Before the Kingston three-piece took to the stage at XOYO we were treated to Emp!re, who did their best to rouse a reaction in the slowly building, Tuesday evening crowd. There was energy in abundance on show from frontman Joe Green as the band drew material from recent mini album, ‘Where The World Begins’, though Green’s Daron Malakian-esque wail wasn’t entirely well received by the early punters. Whilst even their chest pounding anthem ‘Black Heart’ struggled to rouse the crowd, as many decided to hang by the bar with a pint, instead of jumping in to the pit. They’re a band in their infancy though and in Green they have a frontman with levels of energy bordering on the hyperactive that any crowd will warm to.

In stark contrast to Emp!res, Verses were a less-than-striking mix between You Me at Six and We Are the Ocean. The main issue being that with both of those acts, you’ve got tub-thumping songs with soaring choruses the entire audience can shout back, whereas with Verses there was a lack of any real hooks for the crowd to grab on to. To that end, Verses set fell slightly flat, as Jason Danzelman’s voice got lost in to the roar of fenders which accompanied him.

A shortage of hooks to drag in the punters was not a concern that headline act Arcane Roots had to worry about, as they drew material from their debut full-length album ‘Blood and Chemistry’ and last year’s EP ‘Left Fire’.

As Andrew Groves, Daryl Atkins and Adam Burton arrived on stage and plucked the first chiming chords of ‘Energy is Never Lost, Just Transferred’, the slightest of grins was already etched across Groves’ face. “Forlorn your heart / this scratch will leave a mark” and with a screech, all hell breaks loose in a melee front of the stage, limbs fly as Groves and bassist Burton throw themselves around the stage, unleashing a tirade of Marr-inspired riffage on the capacity XOYO crowd.

Chaos ensues as the band’s latest single ‘Resolve’ evokes a mass singalong, with the audience roaring back, “Am I ever worth the wait? / Will it feel like I was never there / As I cannot live with what I’d say to you / If I save me, will you heal yourself? / As my bones grow old from needing a resolve”. Fans who’ve only just discovered the band will have been pleased by the ‘Blood and Chemistry’-dominated beginning of the set.

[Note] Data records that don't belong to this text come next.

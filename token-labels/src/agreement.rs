//! Gender, number and case agreement between a candidate token and a token
//! already on the match stack.
//!
//! Every label walks the candidate's forms against the reference token's
//! forms and succeeds on the first pair that agrees. Each axis has its own
//! exceptions for words that do not inflect along it in the usual way.
use crate::features::{CaseFeatures, FeatureAxis, GenderFeatures, NumberFeatures, extract_pair};
use crate::{Form, LabelError, Token};

/// Looks up the reference token. Negative indices count from the top of the
/// stack, so `-1` is the most recently matched token.
pub fn resolve_reference(stack: &[Token], index: isize) -> Result<&Token, LabelError> {
    let resolved = if index < 0 {
        stack.len().checked_sub(index.unsigned_abs())
    } else {
        Some(index as usize)
    };
    resolved
        .and_then(|i| stack.get(i))
        .ok_or(LabelError::StackIndexOutOfRange {
            index,
            len: stack.len(),
        })
}

fn any_pair_agrees(
    token: &Token,
    index: isize,
    stack: &[Token],
    agree: fn(&Form, &Form) -> bool,
) -> Result<bool, LabelError> {
    let reference = resolve_reference(stack, index)?;
    Ok(token.forms.iter().any(|candidate| {
        reference
            .forms
            .iter()
            .any(|reference| agree(candidate, reference))
    }))
}

fn trace_exception<A: FeatureAxis>(candidate: &Form, reference: &Form, rule: &str) {
    log::trace!(
        "{}: {} ~ {} by {rule}",
        A::name(),
        candidate.normal_form,
        reference.normal_form
    );
}

pub fn genders_agree(candidate: &Form, reference: &Form) -> bool {
    let (c, r) = extract_pair::<GenderFeatures>(candidate, reference);

    if c.values == r.values {
        return true;
    }

    if c.is_common_gender || r.is_common_gender {
        let agrees = c.has_masc_or_femn() || r.has_masc_or_femn();
        if agrees {
            trace_exception::<GenderFeatures>(candidate, reference, "common gender");
        }
        agrees
    } else if c.is_generalized_gender || r.is_generalized_gender {
        trace_exception::<GenderFeatures>(candidate, reference, "generalized gender");
        true
    } else if candidate.has("plur") && reference.has("plur") {
        trace_exception::<GenderFeatures>(candidate, reference, "gender neutralized in plural");
        true
    } else {
        c.overlaps(&r)
    }
}

pub fn numbers_agree(candidate: &Form, reference: &Form) -> bool {
    let (c, r) = extract_pair::<NumberFeatures>(candidate, reference);

    if c.values == r.values {
        return true;
    }

    let agrees = if r.is_pluralia_tantum {
        c.values.plur
    } else if c.is_pluralia_tantum {
        r.values.plur
    } else {
        false
    };
    if agrees {
        trace_exception::<NumberFeatures>(candidate, reference, "pluralia tantum");
    }
    agrees
}

pub fn cases_agree(candidate: &Form, reference: &Form) -> bool {
    let (c, r) = extract_pair::<CaseFeatures>(candidate, reference);

    if c.values == r.values {
        true
    } else if c.is_fixed_case || r.is_fixed_case {
        trace_exception::<CaseFeatures>(candidate, reference, "fixed case");
        true
    } else {
        false
    }
}

pub fn gender_match(token: &Token, index: isize, stack: &[Token]) -> Result<bool, LabelError> {
    any_pair_agrees(token, index, stack, genders_agree)
}

pub fn number_match(token: &Token, index: isize, stack: &[Token]) -> Result<bool, LabelError> {
    any_pair_agrees(token, index, stack, numbers_agree)
}

pub fn case_match(token: &Token, index: isize, stack: &[Token]) -> Result<bool, LabelError> {
    any_pair_agrees(token, index, stack, cases_agree)
}

/// Gender, number and case agreement. Each axis searches its own form pairs,
/// so the three need not be satisfied by the same pair of forms.
pub fn gnc_match(token: &Token, index: isize, stack: &[Token]) -> Result<bool, LabelError> {
    Ok(gender_match(token, index, stack)?
        && number_match(token, index, stack)?
        && case_match(token, index, stack)?)
}

#[cfg(test)]
mod tests {
    use super::*;

    fn form(normal_form: &str, grammemes: &[&str]) -> Form {
        Form::new(normal_form, grammemes.iter().copied())
    }

    fn word<const N: usize>(value: &str, forms: [Form; N]) -> Token {
        Token::new(value).with_forms(forms)
    }

    #[test]
    fn test_plain_gender_agreement() {
        let adjective = word("новая", [form("новый", &["ADJF", "femn", "sing", "nomn"])]);
        let feminine = word("книга", [form("книга", &["NOUN", "femn", "sing", "nomn"])]);
        let masculine = word("стол", [form("стол", &["NOUN", "masc", "sing", "nomn"])]);
        assert!(gender_match(&adjective, 0, &[feminine]).unwrap());
        assert!(!gender_match(&adjective, 0, &[masculine]).unwrap());
    }

    #[test]
    fn test_common_gender_agrees_with_masculine_and_feminine() {
        let orphan = word("сирота", [form("сирота", &["NOUN", "Ms-f", "sing", "nomn"])]);
        let masculine = word("круглый", [form("круглый", &["ADJF", "masc", "sing", "nomn"])]);
        let feminine = word("круглая", [form("круглый", &["ADJF", "femn", "sing", "nomn"])]);
        let neuter = word("круглое", [form("круглый", &["ADJF", "neut", "sing", "nomn"])]);

        assert!(gender_match(&masculine, 0, &[orphan.clone()]).unwrap());
        assert!(gender_match(&feminine, 0, &[orphan.clone()]).unwrap());
        assert!(gender_match(&orphan, 0, &[masculine]).unwrap());
        assert!(!gender_match(&neuter, 0, &[orphan]).unwrap());
    }

    #[test]
    fn test_common_gender_is_decided_before_plural_neutralization() {
        // Both plural, but the common-gender rule is applied first and finds
        // no masculine or feminine reading.
        let orphans = word("сироты", [form("сирота", &["NOUN", "Ms-f", "plur", "nomn"])]);
        let neuter = word("окна", [form("окно", &["NOUN", "neut", "plur", "nomn"])]);
        assert!(!gender_match(&orphans, 0, &[neuter.clone()]).unwrap());
        assert!(!gender_match(&neuter, 0, &[orphans]).unwrap());
    }

    #[test]
    fn test_common_gender_is_decided_before_generalized_gender() {
        let orphan = word("сирота", [form("сирота", &["NOUN", "Ms-f", "sing", "nomn"])]);
        let pronoun = word("сам", [form("сам", &["ADJF", "GNdr", "sing", "nomn"])]);
        assert!(!gender_match(&orphan, 0, &[pronoun.clone()]).unwrap());
        assert!(!gender_match(&pronoun, 0, &[orphan]).unwrap());
    }

    #[test]
    fn test_generalized_gender_always_agrees() {
        let pronoun = word("сам", [form("сам", &["ADJF", "GNdr", "plur", "nomn"])]);
        let neuter = word("окно", [form("окно", &["NOUN", "neut", "sing", "nomn"])]);
        assert!(gender_match(&pronoun, 0, &[neuter]).unwrap());
    }

    #[test]
    fn test_plural_neutralizes_gender() {
        let adjective = word("новые", [form("новый", &["ADJF", "plur", "nomn"])]);
        let noun = word("столы", [form("стол", &["NOUN", "masc", "plur", "nomn"])]);
        assert!(gender_match(&adjective, 0, &[noun.clone()]).unwrap());

        let singular = word("новое", [form("новый", &["ADJF", "neut", "sing", "nomn"])]);
        assert!(!gender_match(&singular, 0, &[noun]).unwrap());
    }

    #[test]
    fn test_partial_gender_overlap() {
        let ambiguous = word("x", [form("x", &["masc", "femn"])]);
        let feminine = word("y", [form("y", &["femn"])]);
        assert!(gender_match(&ambiguous, 0, &[feminine]).unwrap());
    }

    #[test]
    fn test_pluralia_tantum() {
        let _ = env_logger::builder().is_test(true).try_init();
        let scissors = word("ножницы", [form("ножницы", &["NOUN", "Pltm", "plur", "nomn"])]);
        let plural = word("острые", [form("острый", &["ADJF", "plur", "nomn"])]);
        let singular = word("острый", [form("острый", &["ADJF", "masc", "sing", "nomn"])]);

        assert!(number_match(&plural, 0, &[scissors.clone()]).unwrap());
        assert!(number_match(&scissors, 0, &[plural]).unwrap());
        assert!(!number_match(&singular, 0, &[scissors.clone()]).unwrap());
        assert!(!number_match(&scissors, 0, &[singular]).unwrap());
    }

    #[test]
    fn test_fixed_case_agrees_with_any_case() {
        let coat = word("пальто", [form("пальто", &["NOUN", "neut", "Fixd", "sing", "nomn"])]);
        let instrumental = word("новым", [form("новый", &["ADJF", "neut", "sing", "ablt"])]);
        let genitive = word("стола", [form("стол", &["NOUN", "masc", "sing", "gent"])]);

        assert!(case_match(&instrumental, 0, &[coat.clone()]).unwrap());
        assert!(case_match(&coat, 0, &[genitive.clone()]).unwrap());
        assert!(!case_match(&instrumental, 0, &[genitive]).unwrap());
    }

    #[test]
    fn test_any_form_pair_is_enough() {
        // "стали": verb plural or noun genitive singular
        let candidate = word(
            "стали",
            [
                form("стать", &["VERB", "plur", "past"]),
                form("сталь", &["NOUN", "femn", "sing", "gent"]),
            ],
        );
        let reference = word("новой", [form("новый", &["ADJF", "femn", "sing", "gent"])]);
        assert!(case_match(&candidate, 0, &[reference.clone()]).unwrap());
        assert!(gnc_match(&candidate, 0, &[reference]).unwrap());
    }

    #[test]
    fn test_gnc_axes_are_searched_independently() {
        // No single pair agrees on all three axes, but each axis finds a pair.
        let candidate = word(
            "c",
            [
                form("c", &["masc", "sing", "nomn"]),
                form("c", &["femn", "plur", "gent"]),
            ],
        );
        let reference = word("r", [form("r", &["masc", "plur", "nomn"])]);
        assert!(gender_match(&candidate, 0, &[reference.clone()]).unwrap());
        assert!(number_match(&candidate, 0, &[reference.clone()]).unwrap());
        assert!(case_match(&candidate, 0, &[reference.clone()]).unwrap());
        assert!(gnc_match(&candidate, 0, &[reference]).unwrap());
    }

    #[test]
    fn test_gnc_requires_all_axes() {
        let adjective = word("новая", [form("новый", &["ADJF", "femn", "sing", "gent"])]);
        let noun = word("книга", [form("книга", &["NOUN", "femn", "sing", "nomn"])]);
        assert!(!gnc_match(&adjective, 0, &[noun]).unwrap());
    }

    #[test]
    fn test_stack_indexing() {
        let first = word("a", [form("a", &["masc"])]);
        let last = word("b", [form("b", &["femn"])]);
        let candidate = word("c", [form("c", &["femn"])]);
        let stack = [first, last];

        assert!(gender_match(&candidate, -1, &stack).unwrap());
        assert!(!gender_match(&candidate, -2, &stack).unwrap());
        assert!(gender_match(&candidate, 1, &stack).unwrap());
        assert!(matches!(
            gender_match(&candidate, 2, &stack),
            Err(LabelError::StackIndexOutOfRange { index: 2, len: 2 })
        ));
        assert!(gender_match(&candidate, -3, &stack).is_err());
        assert!(case_match(&candidate, 0, &[]).is_err());
    }

    #[test]
    fn test_no_forms_never_agree() {
        let bare = Token::new("x");
        let noun = word("стол", [form("стол", &["NOUN", "masc", "sing", "nomn"])]);
        assert!(!gnc_match(&bare, 0, &[noun.clone()]).unwrap());
        assert!(!gender_match(&noun, 0, &[bare]).unwrap());
    }

    #[test]
    fn test_repeated_calls_agree() {
        let candidate = word("x", [form("x", &["Ms-f", "femn"])]);
        let stack = [word("y", [form("y", &["masc"])])];
        let first = gnc_match(&candidate, 0, &stack).unwrap();
        for _ in 0..3 {
            assert_eq!(gnc_match(&candidate, 0, &stack).unwrap(), first);
        }
    }
}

However at the midpoint, Groves with the sheer enormity of the support in front of him, almost tearfully dedicated the furiously frantic ‘Million Dollar Question’ from ‘Left Fire’ to the fans who ‘have been there since the start’. If that wasn’t enough for the hardcore Roots fans in the crowd, this was followed by a sped-up version of ‘In This Town Of Such Weather’.

By this time, with the frothing mass of writhing flesh moshing in front of the stage having hardly relented, you’d expect there would be an element of tiredness amongst them – however, that was as far from the reality – as the one man got a bit carried away and got on to the stage, prompting the band’s tour manager to unceremoniously nudge him back in to the arms of the rousing crowd.

Groves shows off his incredible ability with a guitar on ‘Triptych’ as he is joined by Danzelman of Verses, as the former proceeds to not miss a note throughout the complex song. To finish of a rather splendid evening we were treated to the spellbindingly beautiful ‘You Keep Me Here’ – a perfect mix of power and loveliness – as Groves laments, “love, you’re better for me”.